Let's solve these problems step-by-step:
a-1. To find the rate parameter (λ), we can use the formula λ = 1 / mean.
In this case, the mean is given as 0.16, so λ = 1 / 0.16 = 6.25 (rounded to 3 decimal places).
a-2. To find the standard deviation of X, we can use the formula σ = 1 / λ.
Using the value of λ calculated in the previous step (6.25), we can calculate the standard deviation σ = 1 / 6.25 = 0.16 (rounded to 2 decimal places).
b. To compute P(X > 0.24), we can use the formula P(X > x) = e^(-λx).
Plugging in the value of λ (6.25) and x (0.24), the calculation is as follows:
P(X > 0.24) = e^(-6.25 * 0.24) ≈ 0.4699 (rounded to 4 decimal places).
c. To compute P(0.09 ≤ X ≤ 0.24), we can use the formula P(a ≤ X ≤ b) = e^(-λa) - e^(-λb).
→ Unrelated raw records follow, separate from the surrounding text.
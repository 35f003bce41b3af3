//! HTTP client for making requests to search providers

use crate::config::OutgoingSettings;
use crate::providers::{HttpMethod, OutboundRequest, OutboundResponse};
use anyhow::Result;
use reqwest::{Client, Response};
use std::collections::HashMap;
use std::time::Duration;

/// Accept header sent with every provider request
pub const ACCEPT_JSON: &str = "application/json,text/javascript,*/*;q=0.01";

/// HTTP client wrapper shared by every provider
#[derive(Clone)]
pub struct HttpClient {
    client: Client,
    default_timeout: Duration,
    user_agent: String,
    extra_headers: HashMap<String, String>,
}

impl HttpClient {
    /// Create a new HTTP client with default settings
    pub fn new() -> Result<Self> {
        Self::with_settings(&OutgoingSettings::default())
    }

    /// Create a new HTTP client with custom settings
    pub fn with_settings(settings: &OutgoingSettings) -> Result<Self> {
        let mut builder = Client::builder()
            .timeout(Duration::from_secs_f64(settings.max_request_timeout))
            .pool_max_idle_per_host(settings.pool_maxsize)
            .gzip(true)
            .brotli(true);

        // SSL verification
        if !settings.verify_ssl {
            builder = builder.danger_accept_invalid_certs(true);
        }

        // Proxy settings
        if let Some(ref proxy_url) = settings.proxies.all {
            builder = builder.proxy(reqwest::Proxy::all(proxy_url)?);
        } else {
            if let Some(ref http) = settings.proxies.http {
                builder = builder.proxy(reqwest::Proxy::http(http)?);
            }
            if let Some(ref https) = settings.proxies.https {
                builder = builder.proxy(reqwest::Proxy::https(https)?);
            }
        }

        let client = builder.build()?;

        Ok(Self {
            client,
            default_timeout: Duration::from_secs_f64(settings.request_timeout),
            user_agent: settings.useragent.clone(),
            extra_headers: settings.extra_headers.clone(),
        })
    }

    /// Execute a provider request
    pub async fn execute(&self, request: OutboundRequest) -> Result<OutboundResponse> {
        self.execute_with_timeout(request, self.default_timeout).await
    }

    /// Execute a provider request with custom timeout
    pub async fn execute_with_timeout(
        &self,
        request: OutboundRequest,
        timeout: Duration,
    ) -> Result<OutboundResponse> {
        let mut req_builder = match request.method {
            HttpMethod::Get => self.client.get(&request.url),
            HttpMethod::Post => self.client.post(&request.url),
        };

        req_builder = req_builder
            .timeout(timeout)
            .header("User-Agent", &self.user_agent)
            .header("Accept", ACCEPT_JSON);

        for (key, value) in self.extra_headers.iter().chain(request.headers.iter()) {
            req_builder = req_builder.header(key, value);
        }

        if !request.params.is_empty() {
            req_builder = req_builder.query(&request.params);
        }

        if let Some(body) = request.body {
            req_builder = req_builder.json(&body);
        }

        let response = req_builder.send().await?;

        Self::parse_response(response).await
    }

    /// Parse response into OutboundResponse
    async fn parse_response(response: Response) -> Result<OutboundResponse> {
        let status = response.status().as_u16();
        let url = response.url().to_string();

        let mut headers = HashMap::new();
        for (key, value) in response.headers() {
            if let Ok(v) = value.to_str() {
                headers.insert(key.to_string(), v.to_string());
            }
        }

        let text = response.text().await?;

        Ok(OutboundResponse {
            status,
            headers,
            text,
            url,
        })
    }

    /// Get current user agent
    pub fn user_agent(&self) -> &str {
        &self.user_agent
    }
}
Plugging in the value of λ (6.25) and the lower bound a (0.09) and upper bound b (0.24), the calculation is as follows:
P(0.09 ≤ X ≤ 0.24) = e^(-6.25 * 0.09) - e^(-6.25 * 0.24) ≈ 0.0589 (rounded to 4 decimal places).
I hope this explanation helps you understand how to solve these exponential distribution problems. If you have any further questions, feel free to ask!